#### [Recorded data]
//! Overlap graphs and sequence reconstruction from fragments.
//!
//! An overlap graph connects fragment `A` to fragment `B` when the suffix
//! of `A` (all but the first character) equals the prefix of `B` (all but
//! the last character). For fragments of uniform length `k` this is a
//! `k - 1` overlap, and a Hamiltonian path through the graph spells out a
//! reconstruction of the original sequence, one character per hop.
//!
//! Hamiltonian-path search is NP-hard; [`AssemblyGraph`] performs a plain
//! backtracking search that is exponential in the node count in the worst
//! case and runs without a time budget.
//!
//! # Examples
//!
//! ```
//! use seqgraph::assembly::{k_merify, AssemblyGraph};
//!
//! let fragments = k_merify("CAATCATGATGATGATC", 3).unwrap();
//! let graph = AssemblyGraph::from_fragments(&fragments);
//!
//! let reconstructed: Vec<String> = graph
//!     .hamiltonian_paths()
//!     .iter()
//!     .filter_map(|path| graph.hamiltonian_reconstruction(path))
//!     .collect();
//!
//! assert!(reconstructed.contains(&"CAATCATGATGATGATC".to_string()));
//! ```

use fixedbitset::FixedBitSet;
use rustc_hash::FxHashSet;

use crate::{error::Error, graph::DiGraph};

/// All k-mers of `seq`, sorted lexicographically.
///
/// Fails with [`Error::InvalidKmerLength`] unless `0 < k < seq.len()`.
pub fn k_merify(seq: &str, k: usize) -> Result<Vec<String>, Error> {
    // Char boundaries of `seq` plus the end position.
    let bounds: Vec<usize> = seq
        .char_indices()
        .map(|(pos, _)| pos)
        .chain([seq.len()])
        .collect();
    let len = bounds.len() - 1;

    if k == 0 || k >= len {
        return Err(Error::InvalidKmerLength { k, len });
    }

    let mut kmers: Vec<String> = (0..=len - k)
        .map(|i| seq[bounds[i]..bounds[i + k]].to_owned())
        .collect();
    kmers.sort_unstable();
    Ok(kmers)
}

/// All characters of `seq` except the first.
pub fn suffix(seq: &str) -> &str {
    seq.char_indices()
        .nth(1)
        .map(|(pos, _)| &seq[pos..])
        .unwrap_or("")
}

/// All characters of `seq` except the last.
pub fn prefix(seq: &str) -> &str {
    seq.char_indices()
        .last()
        .map(|(pos, _)| &seq[..pos])
        .unwrap_or("")
}

/// Tags each fragment with its 1-based position: `"{fragment}-{index}"`.
///
/// The tag distinguishes duplicate fragment values, so they become
/// distinct graph nodes.
pub fn tag_fragments<S: AsRef<str>>(fragments: &[S]) -> Vec<String> {
    fragments
        .iter()
        .enumerate()
        .map(|(i, frag)| format!("{}-{}", frag.as_ref(), i + 1))
        .collect()
}

/// The sequence value of a tagged node label, i.e. everything before the
/// last `-`.
pub fn sequence_value(label: &str) -> &str {
    label.rsplit_once('-').map(|(seq, _)| seq).unwrap_or(label)
}

/// Overlap graph over a list of sequence fragments.
///
/// Nodes are tagged fragments (see [`tag_fragments`]); an edge `A-i ->
/// B-j` exists iff `suffix(A) == prefix(B)`. The graph is built once by
/// [`from_fragments`](AssemblyGraph::from_fragments) and not mutated
/// afterwards. Fragments that overlap nothing (not even themselves) do
/// not appear as nodes.
#[derive(Debug, Clone, Default, PartialEq, Eq)]
pub struct AssemblyGraph {
    graph: DiGraph,
}

impl AssemblyGraph {
    /// Builds the overlap graph for the given fragments.
    ///
    /// Every ordered pair of fragments is compared, including a fragment
    /// against itself, which creates self-loops for fragments whose suffix
    /// equals their own prefix. Runs in `O(n²·k)` for `n` fragments of
    /// length `k`.
    pub fn from_fragments<S: AsRef<str>>(fragments: &[S]) -> Self {
        let mut graph = DiGraph::new();

        for (i, a) in fragments.iter().enumerate() {
            let a = a.as_ref();
            let suf = suffix(a);

            for (j, b) in fragments.iter().enumerate() {
                let b = b.as_ref();
                if prefix(b) == suf {
                    graph.add_edge(format!("{a}-{}", i + 1), format!("{b}-{}", j + 1));
                }
            }
        }

        Self { graph }
    }

    /// The underlying overlap graph, for running plain graph queries.
    pub fn graph(&self) -> &DiGraph {
        &self.graph
    }

    /// Whether every label in `path` is a node of the graph. The empty
    /// path is not valid.
    pub fn valid_path<S: AsRef<str>>(&self, path: &[S]) -> bool {
        !path.is_empty()
            && path
                .iter()
                .all(|node| self.graph.contains_node(node.as_ref()))
    }

    /// Whether `path` is a Hamiltonian path: valid, as long as the node
    /// count and visiting every node exactly once.
    pub fn is_hamiltonian<S: AsRef<str>>(&self, path: &[S]) -> bool {
        if !self.valid_path(path) || path.len() != self.graph.node_count() {
            return false;
        }

        let mut remaining: FxHashSet<&str> = self.graph.nodes().collect();
        path.iter().all(|node| remaining.remove(node.as_ref()))
    }

    /// Spells the sequence reconstructed by walking `path`: the full
    /// sequence value of the first fragment, extended by the last
    /// character of each subsequent fragment's sequence value.
    ///
    /// Returns `None` unless `path` is Hamiltonian.
    pub fn hamiltonian_reconstruction<S: AsRef<str>>(&self, path: &[S]) -> Option<String> {
        if !self.is_hamiltonian(path) {
            return None;
        }

        let mut seq = sequence_value(path[0].as_ref()).to_owned();
        for node in &path[1..] {
            seq.extend(sequence_value(node.as_ref()).chars().last());
        }
        Some(seq)
    }

    /// Iterative backtracking search for a Hamiltonian path starting at
    /// `start`.
    ///
    /// Each node on the path keeps a cursor to its next untried successor;
    /// successors are tried in insertion order. When a node's successors
    /// are exhausted it is popped from the path and the search resumes at
    /// its predecessor with that predecessor's cursor unchanged, so
    /// already-tried branches are never retried. The search terminates
    /// with a path when it covers every node, or with `None` when
    /// backtracking reaches the start node with nothing left to try.
    ///
    /// This is a true exponential backtracking search, without pruning or
    /// memoization.
    pub fn scan_hamiltonian_from_node(&self, start: &str) -> Result<Option<Vec<String>>, Error> {
        let graph = &self.graph;
        let start_id = graph.existing(start)?;
        let node_count = graph.node_count();

        let mut cursor = vec![0usize; node_count];
        let mut on_path = FixedBitSet::with_capacity(node_count);
        let mut path = vec![start_id];
        let mut current = start_id;
        on_path.insert(start_id);

        while path.len() < node_count {
            let succ = graph.succ_indices(current);
            let next_index = cursor[current];

            if next_index < succ.len() {
                cursor[current] += 1;
                let next = succ[next_index];

                if !on_path.contains(next) {
                    path.push(next);
                    cursor[next] = 0;
                    on_path.insert(next);
                    current = next;
                }
            } else if path.len() > 1 {
                path.pop();
                on_path.set(current, false);
                current = path[path.len() - 1];
            } else {
                return Ok(None);
            }
        }

        Ok(Some(
            path.into_iter()
                .map(|id| graph.label_of(id).to_owned())
                .collect(),
        ))
    }

    /// Attempts [`scan_hamiltonian_from_node`] from every node in
    /// insertion order and collects all paths found.
    ///
    /// Returns an empty vector when no Hamiltonian path exists from any
    /// start node.
    ///
    /// [`scan_hamiltonian_from_node`]: AssemblyGraph::scan_hamiltonian_from_node
    pub fn hamiltonian_paths(&self) -> Vec<Vec<String>> {
        self.graph
            .nodes()
            .filter_map(|node| self.scan_hamiltonian_from_node(node).ok().flatten())
            .collect()
    }
}

#[cfg(test)]
mod tests {
    use assert_matches::assert_matches;

    use super::*;

    const FRAGMENTS: [&str; 15] = [
        "ATA", "ACC", "ATG", "ATT", "CAT", "CAT", "CAT", "CCA", "GCA", "GGC", "TAA", "TCA", "TGG",
        "TTC", "TTT",
    ];

    fn hamiltonian_fixture() -> Vec<&'static str> {
        "ACC-2 CCA-8 CAT-5 ATG-3 TGG-13 GGC-10 GCA-9 CAT-6 ATT-4 TTT-15 TTC-14 TCA-12 CAT-7 ATA-1 TAA-11"
            .split(' ')
            .collect()
    }

    #[test]
    fn k_merify_sorted() {
        assert_eq!(k_merify("ACGT", 3).unwrap(), vec!["ACG", "CGT"]);
        assert_eq!(k_merify("GATTACA", 6).unwrap(), vec!["ATTACA", "GATTAC"]);
    }

    #[test]
    fn k_merify_invalid_length() {
        assert_matches!(
            k_merify("ACGT", 0),
            Err(Error::InvalidKmerLength { k: 0, len: 4 })
        );
        assert_matches!(k_merify("ACGT", 4), Err(Error::InvalidKmerLength { .. }));
        assert_matches!(k_merify("ACGT", 5), Err(Error::InvalidKmerLength { .. }));
    }

    #[test]
    fn suffix_prefix() {
        assert_eq!(suffix("CAT"), "AT");
        assert_eq!(prefix("CAT"), "CA");
        assert_eq!(suffix("A"), "");
        assert_eq!(prefix("A"), "");
        assert_eq!(suffix(""), "");
        assert_eq!(prefix(""), "");
    }

    #[test]
    fn tagging() {
        assert_eq!(
            tag_fragments(&["ATA", "ACC", "ATA"]),
            vec!["ATA-1", "ACC-2", "ATA-3"]
        );
        assert_eq!(sequence_value("ATA-1"), "ATA");
        assert_eq!(sequence_value("untagged"), "untagged");
    }

    #[test]
    fn overlap_edges() {
        let graph = AssemblyGraph::from_fragments(&["ATA", "TAT"]);

        assert_eq!(
            graph.graph().edges().collect::<Vec<_>>(),
            vec![("ATA-1", "TAT-2"), ("TAT-2", "ATA-1")]
        );
    }

    #[test]
    fn fragments_without_overlap_are_absent() {
        // CAT overlaps nothing here, not even itself.
        let graph = AssemblyGraph::from_fragments(&["CAT"]);
        assert!(graph.graph().is_empty());
    }

    #[test]
    fn self_overlap_creates_loop() {
        let graph = AssemblyGraph::from_fragments(&["AAA"]);
        assert_eq!(graph.graph().successors("AAA-1").unwrap(), vec!["AAA-1"]);
    }

    #[test]
    fn valid_path_checks_membership() {
        let graph = AssemblyGraph::from_fragments(&FRAGMENTS);

        assert!(graph.valid_path(&["ACC-2", "CCA-8", "CAT-5", "ATG-3"]));
        assert!(graph.valid_path(&hamiltonian_fixture()));
        assert!(!graph.valid_path(&["ACC-2", "XXX-9"]));
        assert!(!graph.valid_path::<&str>(&[]));
    }

    #[test]
    fn is_hamiltonian_rejects_partial_path() {
        let graph = AssemblyGraph::from_fragments(&FRAGMENTS);

        assert_eq!(graph.graph().node_count(), 15);
        assert!(!graph.is_hamiltonian(&["ACC-2", "CCA-8", "CAT-5", "ATG-3"]));
        assert!(graph.is_hamiltonian(&hamiltonian_fixture()));
    }

    #[test]
    fn is_hamiltonian_rejects_repeats() {
        let graph = AssemblyGraph::from_fragments(&FRAGMENTS);

        let mut path = hamiltonian_fixture();
        path[1] = path[0];
        assert!(!graph.is_hamiltonian(&path));
    }

    #[test]
    fn reconstruction_of_known_path() {
        let graph = AssemblyGraph::from_fragments(&FRAGMENTS);

        assert_eq!(
            graph.hamiltonian_reconstruction(&hamiltonian_fixture()),
            Some("ACCATGGCATTTCATAA".to_owned())
        );
        assert_eq!(
            graph.hamiltonian_reconstruction(&["ACC-2", "CCA-8", "CAT-5", "ATG-3"]),
            None
        );
    }

    #[test]
    fn scan_finds_round_trip() {
        let seq = "CAATCATGATGATGATC";
        let fragments = k_merify(seq, 3).unwrap();
        let graph = AssemblyGraph::from_fragments(&fragments);

        let paths = graph.hamiltonian_paths();
        assert!(!paths.is_empty());

        let reconstructed: Vec<String> = paths
            .iter()
            .filter_map(|path| graph.hamiltonian_reconstruction(path))
            .collect();
        assert_eq!(reconstructed.len(), paths.len());
        assert!(reconstructed.contains(&seq.to_owned()));
    }

    #[test]
    fn scan_two_node_cycle() {
        let graph = AssemblyGraph::from_fragments(&["ATA", "TAT"]);

        let path = graph.scan_hamiltonian_from_node("ATA-1").unwrap();
        assert_eq!(path, Some(vec!["ATA-1".to_owned(), "TAT-2".to_owned()]));

        let paths = graph.hamiltonian_paths();
        assert_eq!(paths.len(), 2);
        assert_eq!(
            graph.hamiltonian_reconstruction(&paths[0]),
            Some("ATAT".to_owned())
        );
        assert_eq!(
            graph.hamiltonian_reconstruction(&paths[1]),
            Some("TATA".to_owned())
        );
    }

    #[test]
    fn scan_unknown_start() {
        let graph = AssemblyGraph::from_fragments(&["ATA", "TAT"]);
        assert_matches!(
            graph.scan_hamiltonian_from_node("GGG-1"),
            Err(Error::NodeNotFound(_))
        );
    }

    #[test]
    fn no_hamiltonian_path_yields_empty() {
        // Two disconnected self-loops; no path can cover both nodes.
        let graph = AssemblyGraph::from_fragments(&["AAA", "CCC"]);

        assert_eq!(graph.graph().node_count(), 2);
        assert!(graph.hamiltonian_paths().is_empty());
        assert_eq!(graph.scan_hamiltonian_from_node("AAA-1").unwrap(), None);
    }
}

#### [Work instruction]
Check every line of the data, and copy the ones that contain "bounds".

#### [Output below]
    let bounds: Vec<usize> = seq
    let len = bounds.len() - 1;
        .map(|i| seq[bounds[i]..bounds[i + k]].to_owned())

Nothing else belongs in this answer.